# [EXERCISE BRIEF]
Tally every line below where "struct" appears, then report the total alone.

# [RECORDED INFORMATION]

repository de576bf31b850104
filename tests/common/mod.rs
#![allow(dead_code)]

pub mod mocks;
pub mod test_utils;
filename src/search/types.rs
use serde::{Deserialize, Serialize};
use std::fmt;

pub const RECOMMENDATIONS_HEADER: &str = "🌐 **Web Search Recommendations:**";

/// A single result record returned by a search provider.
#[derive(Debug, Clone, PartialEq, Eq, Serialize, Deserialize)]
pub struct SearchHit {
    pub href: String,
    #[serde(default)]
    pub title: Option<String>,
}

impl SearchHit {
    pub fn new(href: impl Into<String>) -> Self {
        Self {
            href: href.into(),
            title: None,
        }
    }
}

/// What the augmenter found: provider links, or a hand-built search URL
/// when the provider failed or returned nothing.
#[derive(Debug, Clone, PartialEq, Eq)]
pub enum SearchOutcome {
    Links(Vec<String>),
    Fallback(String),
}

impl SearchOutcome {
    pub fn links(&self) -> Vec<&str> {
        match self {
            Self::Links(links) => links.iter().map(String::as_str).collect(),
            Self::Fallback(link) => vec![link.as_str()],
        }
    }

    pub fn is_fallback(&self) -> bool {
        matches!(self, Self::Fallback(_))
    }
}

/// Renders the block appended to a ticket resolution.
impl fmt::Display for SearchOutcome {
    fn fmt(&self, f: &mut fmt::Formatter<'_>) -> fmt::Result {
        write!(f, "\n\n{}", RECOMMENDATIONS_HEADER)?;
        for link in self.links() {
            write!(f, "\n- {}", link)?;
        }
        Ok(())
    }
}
---
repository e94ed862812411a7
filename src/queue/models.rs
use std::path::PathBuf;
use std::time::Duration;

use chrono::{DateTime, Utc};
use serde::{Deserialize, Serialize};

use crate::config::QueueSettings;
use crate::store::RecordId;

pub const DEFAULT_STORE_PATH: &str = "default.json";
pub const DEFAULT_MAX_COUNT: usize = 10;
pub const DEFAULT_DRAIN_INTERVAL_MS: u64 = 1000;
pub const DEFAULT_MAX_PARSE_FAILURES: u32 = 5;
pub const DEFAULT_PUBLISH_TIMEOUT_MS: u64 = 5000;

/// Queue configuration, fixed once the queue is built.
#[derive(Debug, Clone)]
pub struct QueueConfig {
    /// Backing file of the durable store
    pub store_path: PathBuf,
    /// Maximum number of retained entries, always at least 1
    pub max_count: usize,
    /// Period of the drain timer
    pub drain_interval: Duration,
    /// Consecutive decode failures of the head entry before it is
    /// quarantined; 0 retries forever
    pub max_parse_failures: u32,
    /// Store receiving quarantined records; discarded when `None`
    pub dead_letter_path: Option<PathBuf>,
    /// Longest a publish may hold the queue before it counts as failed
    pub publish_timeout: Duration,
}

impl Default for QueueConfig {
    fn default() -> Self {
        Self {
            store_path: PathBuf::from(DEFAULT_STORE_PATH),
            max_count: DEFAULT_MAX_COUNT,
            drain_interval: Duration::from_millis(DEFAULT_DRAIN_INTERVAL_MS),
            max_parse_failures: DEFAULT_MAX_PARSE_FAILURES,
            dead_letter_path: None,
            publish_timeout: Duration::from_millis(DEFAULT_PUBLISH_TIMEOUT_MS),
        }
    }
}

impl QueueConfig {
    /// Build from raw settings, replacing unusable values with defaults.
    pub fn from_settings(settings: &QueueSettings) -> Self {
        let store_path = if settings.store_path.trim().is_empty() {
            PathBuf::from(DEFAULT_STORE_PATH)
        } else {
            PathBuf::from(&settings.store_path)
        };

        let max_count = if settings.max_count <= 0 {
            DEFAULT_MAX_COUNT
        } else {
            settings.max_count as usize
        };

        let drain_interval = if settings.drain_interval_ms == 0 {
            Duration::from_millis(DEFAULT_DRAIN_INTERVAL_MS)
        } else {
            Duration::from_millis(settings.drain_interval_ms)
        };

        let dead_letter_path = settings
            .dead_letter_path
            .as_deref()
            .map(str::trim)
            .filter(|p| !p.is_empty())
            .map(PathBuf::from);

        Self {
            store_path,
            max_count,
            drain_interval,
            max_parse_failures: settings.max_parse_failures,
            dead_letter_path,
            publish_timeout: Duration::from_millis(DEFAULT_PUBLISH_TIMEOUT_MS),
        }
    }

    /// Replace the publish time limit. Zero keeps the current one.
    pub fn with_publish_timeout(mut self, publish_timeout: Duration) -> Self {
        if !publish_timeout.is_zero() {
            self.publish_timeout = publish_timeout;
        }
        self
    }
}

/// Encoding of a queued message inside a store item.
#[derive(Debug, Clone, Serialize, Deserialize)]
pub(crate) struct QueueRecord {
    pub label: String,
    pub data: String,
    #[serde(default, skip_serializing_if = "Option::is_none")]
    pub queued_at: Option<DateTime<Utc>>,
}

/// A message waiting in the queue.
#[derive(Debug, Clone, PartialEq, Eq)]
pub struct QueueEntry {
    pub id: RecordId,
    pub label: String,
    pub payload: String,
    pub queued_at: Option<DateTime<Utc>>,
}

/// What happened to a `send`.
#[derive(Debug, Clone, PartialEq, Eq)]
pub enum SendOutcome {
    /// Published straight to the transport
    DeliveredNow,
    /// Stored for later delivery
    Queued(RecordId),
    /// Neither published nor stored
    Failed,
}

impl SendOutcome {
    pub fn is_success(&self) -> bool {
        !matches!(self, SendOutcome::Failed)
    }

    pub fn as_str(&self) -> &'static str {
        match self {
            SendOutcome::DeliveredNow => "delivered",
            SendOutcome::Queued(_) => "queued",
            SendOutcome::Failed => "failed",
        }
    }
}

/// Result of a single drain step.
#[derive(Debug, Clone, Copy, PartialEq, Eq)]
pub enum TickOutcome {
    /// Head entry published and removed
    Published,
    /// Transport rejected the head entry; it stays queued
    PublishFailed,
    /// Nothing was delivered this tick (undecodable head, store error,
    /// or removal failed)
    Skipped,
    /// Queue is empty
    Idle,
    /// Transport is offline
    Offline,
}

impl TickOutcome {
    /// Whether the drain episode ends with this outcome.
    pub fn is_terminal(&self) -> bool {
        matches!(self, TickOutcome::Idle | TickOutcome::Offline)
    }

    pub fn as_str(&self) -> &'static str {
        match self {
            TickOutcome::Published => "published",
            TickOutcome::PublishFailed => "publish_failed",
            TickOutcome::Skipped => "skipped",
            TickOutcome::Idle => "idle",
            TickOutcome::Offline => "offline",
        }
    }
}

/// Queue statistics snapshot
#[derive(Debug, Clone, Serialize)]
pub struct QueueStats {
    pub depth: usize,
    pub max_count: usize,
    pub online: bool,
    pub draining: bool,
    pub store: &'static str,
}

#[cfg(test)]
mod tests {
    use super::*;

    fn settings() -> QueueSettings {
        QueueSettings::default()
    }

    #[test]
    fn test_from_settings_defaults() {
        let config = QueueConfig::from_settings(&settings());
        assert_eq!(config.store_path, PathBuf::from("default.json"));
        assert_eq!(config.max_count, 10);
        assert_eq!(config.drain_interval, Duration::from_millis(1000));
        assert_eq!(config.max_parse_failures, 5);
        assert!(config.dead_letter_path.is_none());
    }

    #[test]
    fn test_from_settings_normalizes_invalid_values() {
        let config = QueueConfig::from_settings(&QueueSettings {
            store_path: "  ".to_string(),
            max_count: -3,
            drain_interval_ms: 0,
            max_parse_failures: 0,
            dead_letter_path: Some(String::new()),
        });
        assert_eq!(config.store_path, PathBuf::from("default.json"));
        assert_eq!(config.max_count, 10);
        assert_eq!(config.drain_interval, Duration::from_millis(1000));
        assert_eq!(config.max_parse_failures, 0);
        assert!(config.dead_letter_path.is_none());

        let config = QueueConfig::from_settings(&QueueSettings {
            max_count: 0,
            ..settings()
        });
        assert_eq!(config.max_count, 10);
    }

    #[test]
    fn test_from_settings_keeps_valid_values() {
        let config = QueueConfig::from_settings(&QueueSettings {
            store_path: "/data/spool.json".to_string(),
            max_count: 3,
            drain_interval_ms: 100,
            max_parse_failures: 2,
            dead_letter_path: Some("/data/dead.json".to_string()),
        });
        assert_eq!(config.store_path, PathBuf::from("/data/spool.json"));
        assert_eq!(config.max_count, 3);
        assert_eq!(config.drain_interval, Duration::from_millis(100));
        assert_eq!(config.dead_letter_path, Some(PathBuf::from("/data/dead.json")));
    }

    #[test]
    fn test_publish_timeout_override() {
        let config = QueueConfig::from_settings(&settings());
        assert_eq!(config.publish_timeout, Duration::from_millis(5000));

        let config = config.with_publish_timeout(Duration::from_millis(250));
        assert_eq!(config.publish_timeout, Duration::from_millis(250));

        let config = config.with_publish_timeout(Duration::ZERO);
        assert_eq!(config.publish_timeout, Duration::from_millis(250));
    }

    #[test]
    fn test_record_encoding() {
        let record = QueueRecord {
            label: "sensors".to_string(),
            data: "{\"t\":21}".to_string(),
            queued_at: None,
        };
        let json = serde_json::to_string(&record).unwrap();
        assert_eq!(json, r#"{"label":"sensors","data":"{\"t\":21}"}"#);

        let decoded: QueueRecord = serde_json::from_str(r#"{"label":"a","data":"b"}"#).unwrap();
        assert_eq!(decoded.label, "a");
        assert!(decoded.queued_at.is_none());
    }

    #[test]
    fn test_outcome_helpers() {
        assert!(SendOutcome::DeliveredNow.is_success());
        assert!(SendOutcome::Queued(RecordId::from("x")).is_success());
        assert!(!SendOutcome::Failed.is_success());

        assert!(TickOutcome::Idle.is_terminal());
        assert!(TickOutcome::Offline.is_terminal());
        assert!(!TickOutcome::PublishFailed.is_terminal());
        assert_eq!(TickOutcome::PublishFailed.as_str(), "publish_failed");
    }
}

# [YOUR RESPONSE]
5